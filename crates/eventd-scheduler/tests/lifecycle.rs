// End-to-end engine behaviour against an in-memory catalog and a recording
// executor: bulk load, firing and rescheduling, DDL notifications racing the
// loop, and drain-on-stop.

use std::sync::Arc;
use std::time::Duration;

use async_trait::async_trait;
use chrono::{Duration as ChronoDuration, Utc};
use tokio::sync::mpsc;
use tokio::time::timeout;

use eventd_catalog::{CatalogStore, SqliteCatalog};
use eventd_core::{
    Definer, EventKey, EventRecord, EventSchedule, EventStatus, IntervalUnit, OnCompletion,
    RoutineBody, SchedulerConfig,
};
use eventd_scheduler::{
    CompileError, EngineState, ExecutionContext, ExecutionError, RoutineExecutor, Scheduler,
    SchedulerError,
};

/// Executor that reports every completed execution over a channel.
/// Bodies containing "BROKEN" fail validation.
struct RecordingExecutor {
    tx: mpsc::UnboundedSender<EventKey>,
    delay: Duration,
}

#[async_trait]
impl RoutineExecutor for RecordingExecutor {
    fn validate(&self, body: &RoutineBody) -> Result<(), CompileError> {
        if body.as_str().contains("BROKEN") {
            Err(CompileError("syntax error near BROKEN".to_string()))
        } else {
            Ok(())
        }
    }

    async fn execute(
        &self,
        _body: &RoutineBody,
        ctx: ExecutionContext,
    ) -> Result<(), ExecutionError> {
        if !self.delay.is_zero() {
            tokio::time::sleep(self.delay).await;
        }
        let _ = self.tx.send(ctx.key);
        Ok(())
    }
}

struct Harness {
    catalog: Arc<SqliteCatalog>,
    scheduler: Scheduler,
    rx: mpsc::UnboundedReceiver<EventKey>,
}

fn harness_with_delay(delay: Duration) -> Harness {
    let catalog = Arc::new(SqliteCatalog::in_memory().unwrap());
    let (tx, rx) = mpsc::unbounded_channel();
    let executor = Arc::new(RecordingExecutor { tx, delay });
    let config = SchedulerConfig {
        enabled: true,
        poll_interval_ms: 10,
        max_concurrent_executions: None,
    };
    let scheduler = Scheduler::new(&config, catalog.clone(), executor);
    Harness {
        catalog,
        scheduler,
        rx,
    }
}

fn harness() -> Harness {
    harness_with_delay(Duration::ZERO)
}

fn record(name: &str, schedule: EventSchedule) -> EventRecord {
    let now = Utc::now();
    EventRecord {
        key: EventKey::new("db1", name),
        definer: Definer {
            user: "root".to_string(),
            host: "localhost".to_string(),
        },
        body: RoutineBody::new("CALL housekeeping()"),
        schedule,
        status: EventStatus::Enabled,
        on_completion: OnCompletion::Preserve,
        last_executed: None,
        next_execution: None,
        created: now,
        modified: now,
    }
}

fn every_second(name: &str) -> EventRecord {
    record(
        name,
        EventSchedule::Recurring {
            interval_value: 1,
            interval_unit: IntervalUnit::Second,
            starts: None,
            ends: None,
        },
    )
}

const RECV_TIMEOUT: Duration = Duration::from_secs(10);

#[tokio::test]
async fn fires_and_reschedules_recurring_event() {
    let mut h = harness();
    let rec = every_second("tick");
    h.catalog.insert(&rec).unwrap();

    h.scheduler.start().await.unwrap();
    assert_eq!(h.scheduler.cached_events(), 1);

    // First firing is immediate (never executed → next = now), the second
    // one interval later.
    let first = timeout(RECV_TIMEOUT, h.rx.recv()).await.unwrap().unwrap();
    assert_eq!(first, rec.key);
    let second = timeout(RECV_TIMEOUT, h.rx.recv()).await.unwrap().unwrap();
    assert_eq!(second, rec.key);

    // Runtime state was persisted.
    let row = h.catalog.find(&rec.key).unwrap().unwrap();
    assert!(row.last_executed.is_some());
    assert!(row.next_execution.is_some());

    h.scheduler.stop().await.unwrap();
    assert_eq!(h.scheduler.cached_events(), 0);
}

#[tokio::test]
async fn one_shot_not_preserve_is_dropped_after_firing() {
    let mut h = harness();
    let mut rec = record(
        "once",
        EventSchedule::OneShot {
            execute_at: Utc::now(),
        },
    );
    rec.on_completion = OnCompletion::Drop;
    h.catalog.insert(&rec).unwrap();

    h.scheduler.start().await.unwrap();
    let fired = timeout(RECV_TIMEOUT, h.rx.recv()).await.unwrap().unwrap();
    assert_eq!(fired, rec.key);

    // The catalog delete happens in the same lock-holding step as the cache
    // removal, before the worker even reports back.
    assert!(h.catalog.find(&rec.key).unwrap().is_none());
    assert_eq!(h.scheduler.cached_events(), 0);

    h.scheduler.stop().await.unwrap();
}

#[tokio::test]
async fn create_while_running_caches_and_fires() {
    let mut h = harness();
    h.scheduler.start().await.unwrap();
    assert_eq!(h.scheduler.cached_events(), 0);

    let rec = every_second("late_arrival");
    h.catalog.insert(&rec).unwrap();
    h.scheduler.consistency_manager().on_create(rec.clone()).unwrap();
    assert_eq!(h.scheduler.cached_events(), 1);

    let fired = timeout(RECV_TIMEOUT, h.rx.recv()).await.unwrap().unwrap();
    assert_eq!(fired, rec.key);

    h.scheduler.stop().await.unwrap();
}

#[tokio::test]
async fn create_while_stopped_stays_catalog_only() {
    let h = harness();
    let rec = every_second("early");
    h.catalog.insert(&rec).unwrap();
    h.scheduler.consistency_manager().on_create(rec).unwrap();
    assert_eq!(h.scheduler.cached_events(), 0);
}

#[tokio::test]
async fn compile_error_on_create_is_surfaced_and_not_cached() {
    let h = harness();
    h.scheduler.start().await.unwrap();

    let mut rec = every_second("bad");
    rec.body = RoutineBody::new("BROKEN");
    let err = h.scheduler.consistency_manager().on_create(rec).unwrap_err();
    assert!(matches!(err, SchedulerError::Compile { .. }));
    assert_eq!(h.scheduler.cached_events(), 0);

    h.scheduler.stop().await.unwrap();
}

#[tokio::test]
async fn disable_evicts_and_reenable_recaches() {
    let h = harness();
    let rec = record(
        "toggle",
        EventSchedule::Recurring {
            interval_value: 1,
            interval_unit: IntervalUnit::Hour,
            starts: Some(Utc::now() + ChronoDuration::hours(1)),
            ends: None,
        },
    );
    h.catalog.insert(&rec).unwrap();
    h.scheduler.start().await.unwrap();
    assert_eq!(h.scheduler.cached_events(), 1);

    let manager = h.scheduler.consistency_manager();

    let mut disabled = rec.clone();
    disabled.status = EventStatus::Disabled;
    manager.on_update(&rec.key, disabled.clone()).unwrap();
    assert_eq!(h.scheduler.cached_events(), 0);

    let mut enabled = disabled;
    enabled.status = EventStatus::Enabled;
    manager.on_update(&rec.key, enabled).unwrap();
    assert_eq!(h.scheduler.cached_events(), 1);

    h.scheduler.stop().await.unwrap();
}

#[tokio::test]
async fn rename_reindexes_under_new_identity() {
    let h = harness();
    let rec = record(
        "old_name",
        EventSchedule::Recurring {
            interval_value: 1,
            interval_unit: IntervalUnit::Hour,
            starts: Some(Utc::now() + ChronoDuration::hours(1)),
            ends: None,
        },
    );
    h.catalog.insert(&rec).unwrap();
    h.scheduler.start().await.unwrap();

    let mut renamed = rec.clone();
    renamed.key = EventKey::new("db1", "new_name");
    h.scheduler
        .consistency_manager()
        .on_update(&rec.key, renamed.clone())
        .unwrap();
    assert_eq!(h.scheduler.cached_events(), 1);

    // Dropping the new identity empties the cache; the old one is gone.
    h.scheduler.consistency_manager().on_drop(&renamed.key).unwrap();
    assert_eq!(h.scheduler.cached_events(), 0);

    h.scheduler.stop().await.unwrap();
}

#[tokio::test]
async fn drop_racing_firing_fires_at_most_once() {
    let mut h = harness();
    let rec = record(
        "contested",
        EventSchedule::OneShot {
            execute_at: Utc::now() + ChronoDuration::milliseconds(50),
        },
    );
    h.catalog.insert(&rec).unwrap();
    h.scheduler.start().await.unwrap();

    tokio::time::sleep(Duration::from_millis(45)).await;
    h.scheduler.consistency_manager().on_drop(&rec.key).unwrap();

    // After the drop is observed the event is gone from the cache; whatever
    // happened, it fired at most once and nothing fires from here on.
    assert_eq!(h.scheduler.cached_events(), 0);
    tokio::time::sleep(Duration::from_millis(200)).await;
    let mut firings = 0;
    while h.rx.try_recv().is_ok() {
        firings += 1;
    }
    assert!(firings <= 1, "event fired {firings} times after a drop race");

    h.scheduler.stop().await.unwrap();
}

#[tokio::test]
async fn validation_failure_on_load_disables_event() {
    let h = harness();
    let mut rec = every_second("broken");
    rec.body = RoutineBody::new("BROKEN");
    h.catalog.insert(&rec).unwrap();

    let mut ok = every_second("fine");
    ok.key = EventKey::new("db1", "fine");
    h.catalog.insert(&ok).unwrap();

    h.scheduler.start().await.unwrap();
    // The bad event must not block the good one.
    assert_eq!(h.scheduler.cached_events(), 1);
    let row = h.catalog.find(&rec.key).unwrap().unwrap();
    assert_eq!(row.status, EventStatus::Disabled);

    h.scheduler.stop().await.unwrap();
}

#[tokio::test]
async fn stop_drains_in_flight_workers() {
    let mut h = harness_with_delay(Duration::from_millis(300));
    let rec = record(
        "slow",
        EventSchedule::OneShot {
            execute_at: Utc::now(),
        },
    );
    h.catalog.insert(&rec).unwrap();
    h.scheduler.start().await.unwrap();

    // Let the firing dispatch, then stop while the worker is sleeping.
    tokio::time::sleep(Duration::from_millis(100)).await;
    h.scheduler.stop().await.unwrap();

    // stop() waited for the worker: its completion report is already here.
    let fired = h.rx.try_recv().expect("worker was cancelled instead of drained");
    assert_eq!(fired, rec.key);
}

#[tokio::test]
async fn lifecycle_transitions_are_exclusive() {
    let h = harness();
    assert_eq!(h.scheduler.state().await, EngineState::Stopped);
    assert!(matches!(
        h.scheduler.stop().await,
        Err(SchedulerError::NotRunning)
    ));

    h.scheduler.start().await.unwrap();
    assert_eq!(h.scheduler.state().await, EngineState::Running);
    assert!(h.scheduler.is_running());
    assert!(matches!(
        h.scheduler.start().await,
        Err(SchedulerError::AlreadyRunning)
    ));

    h.scheduler.stop().await.unwrap();
    assert_eq!(h.scheduler.state().await, EngineState::Stopped);
    assert!(!h.scheduler.is_running());

    // A stopped scheduler can be started again.
    h.scheduler.start().await.unwrap();
    h.scheduler.stop().await.unwrap();
}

----

* [PROMPT] Reproduce, exactly and without additions, the run of lines from the start of the listing above to the line bearing "use tokio::sync::mpsc;", inclusive.

* [RESULT FOR THIS EXERCISE]
filename crates/eventd-scheduler/tests/lifecycle.rs
// End-to-end engine behaviour against an in-memory catalog and a recording
// executor: bulk load, firing and rescheduling, DDL notifications racing the
// loop, and drain-on-stop.

use std::sync::Arc;
use std::time::Duration;

use async_trait::async_trait;
use chrono::{Duration as ChronoDuration, Utc};
use tokio::sync::mpsc;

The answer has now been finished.